→ Exercise requirements: Output, without alteration, the first line of the entries and each line after it, stopping with the line that contains "impl Add<u64> for".

(Dataset records)

-=-=-=-=-

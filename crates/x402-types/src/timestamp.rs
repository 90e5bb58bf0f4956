//! Unix-second timestamps transported as stringified integers.
//!
//! `validAfter`/`validBefore` are carried on the wire as decimal strings, not
//! JSON numbers, to avoid precision loss in JavaScript consumers. This type
//! keeps that quirk at the boundary instead of leaking `String` everywhere a
//! timestamp is used internally.

use serde::{Deserialize, Deserializer, Serialize, Serializer};
use std::ops::Add;
use std::time::{SystemTime, UNIX_EPOCH};

#[derive(Debug, Clone, Copy, PartialEq, Eq, PartialOrd, Ord)]
pub struct UnixTimestamp(u64);

impl UnixTimestamp {
    pub fn now() -> Self {
        let secs = SystemTime::now()
            .duration_since(UNIX_EPOCH)
            .expect("system clock is before the Unix epoch")
            .as_secs();
        Self(secs)
    }

    pub fn from_secs(secs: u64) -> Self {
        Self(secs)
    }

    pub fn as_secs(self) -> u64 {
        self.0
    }

    pub fn saturating_sub(self, secs: u64) -> Self {
        Self(self.0.saturating_sub(secs))
    }
}

impl Add<u64> for UnixTimestamp {
    type Output = UnixTimestamp;

    fn add(self, rhs: u64) -> UnixTimestamp {
        UnixTimestamp(self.0 + rhs)
    }
}

impl Serialize for UnixTimestamp {
    fn serialize<S: Serializer>(&self, serializer: S) -> Result<S::Ok, S::Error> {
        serializer.serialize_str(&self.0.to_string())
    }
}

impl<'de> Deserialize<'de> for UnixTimestamp {
    fn deserialize<D: Deserializer<'de>>(deserializer: D) -> Result<Self, D::Error> {
        let raw = String::deserialize(deserializer)?;
        raw.parse::<u64>().map(UnixTimestamp).map_err(serde::de::Error::custom)
    }
}

impl std::fmt::Display for UnixTimestamp {
    fn fmt(&self, f: &mut std::fmt::Formatter<'_>) -> std::fmt::Result {
        write!(f, "{}", self.0)
    }
}

#[cfg(test)]
mod tests {
    use super::*;

    #[test]
    fn serializes_as_a_json_string() {
        let ts = UnixTimestamp::from_secs(1_700_000_000);
        let json = serde_json::to_string(&ts).unwrap();
        assert_eq!(json, "\"1700000000\"");
    }

    #[test]
    fn round_trips_through_json() {
        let ts = UnixTimestamp::from_secs(42);
        let json = serde_json::to_string(&ts).unwrap();
        let back: UnixTimestamp = serde_json::from_str(&json).unwrap();
        assert_eq!(ts, back);
    }

    #[test]
    fn arithmetic_helpers() {
        let now = UnixTimestamp::from_secs(1000);
        assert_eq!((now + 60).as_secs(), 1060);
        assert_eq!(now.saturating_sub(60).as_secs(), 940);
        assert_eq!(UnixTimestamp::from_secs(10).saturating_sub(60).as_secs(), 0);
    }
}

-=-=-=-=-

→ Response area:
filename crates/x402-types/src/timestamp.rs
repository 90e5bb58bf0f4956
//! Unix-second timestamps transported as stringified integers.
//!
//! `validAfter`/`validBefore` are carried on the wire as decimal strings, not
//! JSON numbers, to avoid precision loss in JavaScript consumers. This type
//! keeps that quirk at the boundary instead of leaking `String` everywhere a
//! timestamp is used internally.

use serde::{Deserialize, Deserializer, Serialize, Serializer};
use std::ops::Add;
use std::time::{SystemTime, UNIX_EPOCH};

#[derive(Debug, Clone, Copy, PartialEq, Eq, PartialOrd, Ord)]
pub struct UnixTimestamp(u64);

impl UnixTimestamp {
    pub fn now() -> Self {
        let secs = SystemTime::now()
            .duration_since(UNIX_EPOCH)
            .expect("system clock is before the Unix epoch")
            .as_secs();
        Self(secs)
    }

    pub fn from_secs(secs: u64) -> Self {
        Self(secs)
    }

    pub fn as_secs(self) -> u64 {
        self.0
    }

    pub fn saturating_sub(self, secs: u64) -> Self {
        Self(self.0.saturating_sub(secs))
    }
}

impl Add<u64> for UnixTimestamp {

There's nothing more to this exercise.